Catastrophic Collision Between Obesity and COVID-19 Have Evoked the Computational Chemistry for Research in Silico Design of New CaMKKII Inhibitors Against Obesity by Using 3D-QSAR, Molecular Docking, and ADMET

Abstract

The purpose of the paper is to discuss the various methods and computational approaches, which are used in computer-aided drug design. For this reason, pyrimidine and azaindole derivatives have been used to study the inhibitory activity of CaMKKII. It is an enzyme that enters the brain to greatly reduce food from regulating the production of Ghrelin that is synthesized by the stomach and acts on the hypothalamus.
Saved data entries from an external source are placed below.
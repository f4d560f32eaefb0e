//! cfenv CLI
//!
//! Command-line access to env snapshots stored in Cloudflare Workers KV.
//!
//! # Commands
//!
//! - `export` - Fetch the current snapshot as `.env` lines or JSON
//! - `watch` - Poll for changes and log every update
//! - `history` - List published versions or show flat metadata
//! - `checksum` - Compute the checksum of a local `.env` file
//! - `doctor` - Check the API token and the remote snapshot

mod commands;

use cfenv_sync::{CfenvClient, ClientConfig, StorageMode};
use clap::{Args, Parser, Subcommand};
use std::path::PathBuf;
use tracing_subscriber::EnvFilter;

/// Checksum-verified env snapshots from Cloudflare Workers KV.
#[derive(Parser)]
#[command(name = "cfenv")]
#[command(author, version, about, long_about = None)]
struct Cli {
    #[command(flatten)]
    connection: Connection,

    /// Enable verbose output
    #[arg(global = true, short, long)]
    verbose: bool,

    #[command(subcommand)]
    command: Commands,
}

/// Remote target. Every flag falls back to its `CFENV_*` variable.
#[derive(Args)]
struct Connection {
    /// Cloudflare account ID
    #[arg(global = true, long, env = "CFENV_ACCOUNT_ID", hide_env_values = true)]
    account_id: Option<String>,

    /// API token
    #[arg(global = true, long, env = "CFENV_API_TOKEN", hide_env_values = true)]
    api_token: Option<String>,

    /// KV namespace ID
    #[arg(global = true, long, env = "CFENV_NAMESPACE_ID")]
    namespace_id: Option<String>,

    /// Project name
    #[arg(global = true, long, env = "CFENV_PROJECT")]
    project: Option<String>,

    /// Environment name
    #[arg(global = true, short, long, env = "CFENV_ENVIRONMENT")]
    environment: Option<String>,

    /// Key prefix
    #[arg(global = true, long, env = "CFENV_KEY_PREFIX")]
    key_prefix: Option<String>,

    /// API base URL
    #[arg(global = true, long, env = "CFENV_API_BASE_URL")]
    api_base_url: Option<String>,

    /// Storage mode: flat or snapshot
    #[arg(global = true, long, env = "CFENV_STORAGE_MODE")]
    mode: Option<StorageMode>,

    /// Secret for encrypted snapshot-mode versions
    #[arg(global = true, long, env = "CFENV_ENCRYPTION_KEY", hide_env_values = true)]
    encryption_key: Option<String>,
}

impl Connection {
    /// Builds the client configuration: `CFENV_*` tuning variables first,
    /// then the flags.
    fn into_config(self) -> cfenv_sync::CfenvResult<ClientConfig> {
        let mut config = ClientConfig::from_env()?;
        if let Some(v) = self.account_id {
            config.account_id = v;
        }
        if let Some(v) = self.api_token {
            config.api_token = v;
        }
        if let Some(v) = self.namespace_id {
            config.namespace_id = v;
        }
        if let Some(v) = self.project {
            config.project = v;
        }
        if let Some(v) = self.environment {
            config.environment = v;
        }
        if let Some(v) = self.key_prefix {
            config.key_prefix = v;
        }
        if let Some(v) = self.api_base_url {
            config = config.with_api_base_url(v);
        }
        if let Some(v) = self.mode {
            config = config.with_storage_mode(v);
        }
        if let Some(v) = self.encryption_key {
            config = config.with_encryption_key(v);
        }
        Ok(config)
    }
}

#[derive(Subcommand)]
enum Commands {
    /// Fetch the current snapshot once
    Export {
        /// Output format
        #[arg(short, long, value_enum, default_value_t = commands::export::Format::Dotenv)]
        format: commands::export::Format,

        /// Write to this file (atomically, mode 0600) instead of stdout
        #[arg(short, long)]
        output: Option<PathBuf>,

        /// Export this snapshot-mode version instead of the current one
        #[arg(long, value_name = "VERSION_ID")]
        snapshot_version: Option<String>,
    },

    /// Show what has been published
    History {
        /// Maximum number of versions to list
        #[arg(long, default_value = "20")]
        limit: usize,
    },

    /// Poll for changes until interrupted
    Watch {
        /// Polling interval in seconds
        #[arg(long, default_value = "30")]
        interval: f64,

        /// Maximum polling interval under failure, in seconds
        #[arg(long, default_value = "300")]
        max_interval: f64,

        /// Wait one interval before the first fetch
        #[arg(long)]
        no_bootstrap: bool,
    },

    /// Print the checksum of a local .env file
    Checksum {
        /// Path to the .env file
        file: PathBuf,

        /// Also print the canonical form
        #[arg(long)]
        canonical: bool,
    },

    /// Check the API token and the remote snapshot
    Doctor,
}

fn main() -> Result<(), Box<dyn std::error::Error>> {
    let cli = Cli::parse();

    // Initialize logging; stdout carries command output
    let filter = if cli.verbose {
        EnvFilter::new("debug")
    } else {
        EnvFilter::new("info")
    };
    tracing_subscriber::fmt()
        .with_env_filter(filter)
        .with_writer(std::io::stderr)
        .init();

    match cli.command {
        Commands::Export {
            format,
            output,
            snapshot_version,
        } => {
            let client = CfenvClient::new(cli.connection.into_config()?)?;
            commands::export::run(
                &client,
                format,
                output.as_deref(),
                snapshot_version.as_deref(),
            )?;
        }
        Commands::History { limit } => {
            let client = CfenvClient::new(cli.connection.into_config()?)?;
            commands::history::run(&client, limit)?;
        }
        Commands::Watch {
            interval,
            max_interval,
            no_bootstrap,
        } => {
            let client = CfenvClient::new(cli.connection.into_config()?)?;
            let config = commands::watch::hot_update_config(interval, max_interval, !no_bootstrap)?;
            commands::watch::run(&client, config)?;
        }
        Commands::Checksum { file, canonical } => {
            commands::checksum::run(&file, canonical)?;
        }
        Commands::Doctor => {
            let client = CfenvClient::new(cli.connection.into_config()?)?;
            commands::doctor::run(&client)?;
        }
    }

    Ok(())
}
The obtained results from different techniques such as the 3D-QSAR, molecular docking, and ADMET were applied to study series of new CaMKKII inhibitors of 23 molecules based on pyrimidine and azaindole derivatives. The CoMFA and CoMSIA models were used in 19 molecules in the training set that give high values of determination coefficient R-2 0.970 and 0.902 respectively, and significant values of Leave-One-Out cross-validation coefficient Q(2) 0.614 and 0.583 respectively. The predictive capacity of this model was examined by external validation though using a test set of four compounds with a predicted determination coefficient test R-ext(2) of 0.778 and 0.972 successively. The method of alignment adapted with the appropriate parameters gave credible models. The CoMFA and CoMSIA models produce the contour maps which were used to define a 3D-QSAR mode.